Task instructions
Go to the line containing "use crate::storage::DatabaseInfo;" in the records below and print it and every following line exactly, on through the line containing "fn title(&self) -> &'static str;", then stop.

Saved entries

◇ ◇ ◇ ◇

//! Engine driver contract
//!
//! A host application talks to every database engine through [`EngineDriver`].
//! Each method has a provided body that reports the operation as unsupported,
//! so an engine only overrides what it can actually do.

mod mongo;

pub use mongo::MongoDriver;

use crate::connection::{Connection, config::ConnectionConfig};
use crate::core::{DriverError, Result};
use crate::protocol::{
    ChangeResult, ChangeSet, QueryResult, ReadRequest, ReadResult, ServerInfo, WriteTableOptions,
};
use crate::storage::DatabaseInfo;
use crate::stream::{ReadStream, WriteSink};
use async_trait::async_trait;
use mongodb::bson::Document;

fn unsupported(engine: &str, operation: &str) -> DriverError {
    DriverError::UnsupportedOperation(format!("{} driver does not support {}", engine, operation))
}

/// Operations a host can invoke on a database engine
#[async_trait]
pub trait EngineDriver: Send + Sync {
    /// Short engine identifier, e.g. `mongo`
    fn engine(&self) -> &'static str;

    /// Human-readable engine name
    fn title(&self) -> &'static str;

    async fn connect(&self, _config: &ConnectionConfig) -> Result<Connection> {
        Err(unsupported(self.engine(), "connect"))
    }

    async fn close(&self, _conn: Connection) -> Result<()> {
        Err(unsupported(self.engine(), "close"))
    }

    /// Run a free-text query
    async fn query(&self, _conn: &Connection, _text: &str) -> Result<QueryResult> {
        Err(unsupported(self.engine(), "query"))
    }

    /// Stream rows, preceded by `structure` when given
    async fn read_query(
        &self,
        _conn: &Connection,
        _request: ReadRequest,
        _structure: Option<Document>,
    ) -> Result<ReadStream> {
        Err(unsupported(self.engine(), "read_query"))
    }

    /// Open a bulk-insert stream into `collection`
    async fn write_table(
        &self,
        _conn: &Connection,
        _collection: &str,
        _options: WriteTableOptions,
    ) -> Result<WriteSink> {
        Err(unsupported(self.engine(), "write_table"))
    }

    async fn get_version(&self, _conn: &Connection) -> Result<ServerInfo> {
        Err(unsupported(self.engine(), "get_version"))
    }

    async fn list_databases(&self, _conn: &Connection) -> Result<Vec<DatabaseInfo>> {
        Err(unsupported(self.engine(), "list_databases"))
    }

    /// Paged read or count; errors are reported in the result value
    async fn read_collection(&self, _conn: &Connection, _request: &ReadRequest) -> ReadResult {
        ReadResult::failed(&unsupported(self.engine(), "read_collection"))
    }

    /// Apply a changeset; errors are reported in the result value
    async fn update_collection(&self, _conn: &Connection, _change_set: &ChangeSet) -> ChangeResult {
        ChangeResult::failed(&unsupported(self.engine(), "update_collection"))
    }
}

◇ ◇ ◇ ◇

Answer to this exercise
use crate::storage::DatabaseInfo;
use crate::stream::{ReadStream, WriteSink};
use async_trait::async_trait;
use mongodb::bson::Document;

fn unsupported(engine: &str, operation: &str) -> DriverError {
    DriverError::UnsupportedOperation(format!("{} driver does not support {}", engine, operation))
}

/// Operations a host can invoke on a database engine
#[async_trait]
pub trait EngineDriver: Send + Sync {
    /// Short engine identifier, e.g. `mongo`
    fn engine(&self) -> &'static str;

    /// Human-readable engine name
    fn title(&self) -> &'static str;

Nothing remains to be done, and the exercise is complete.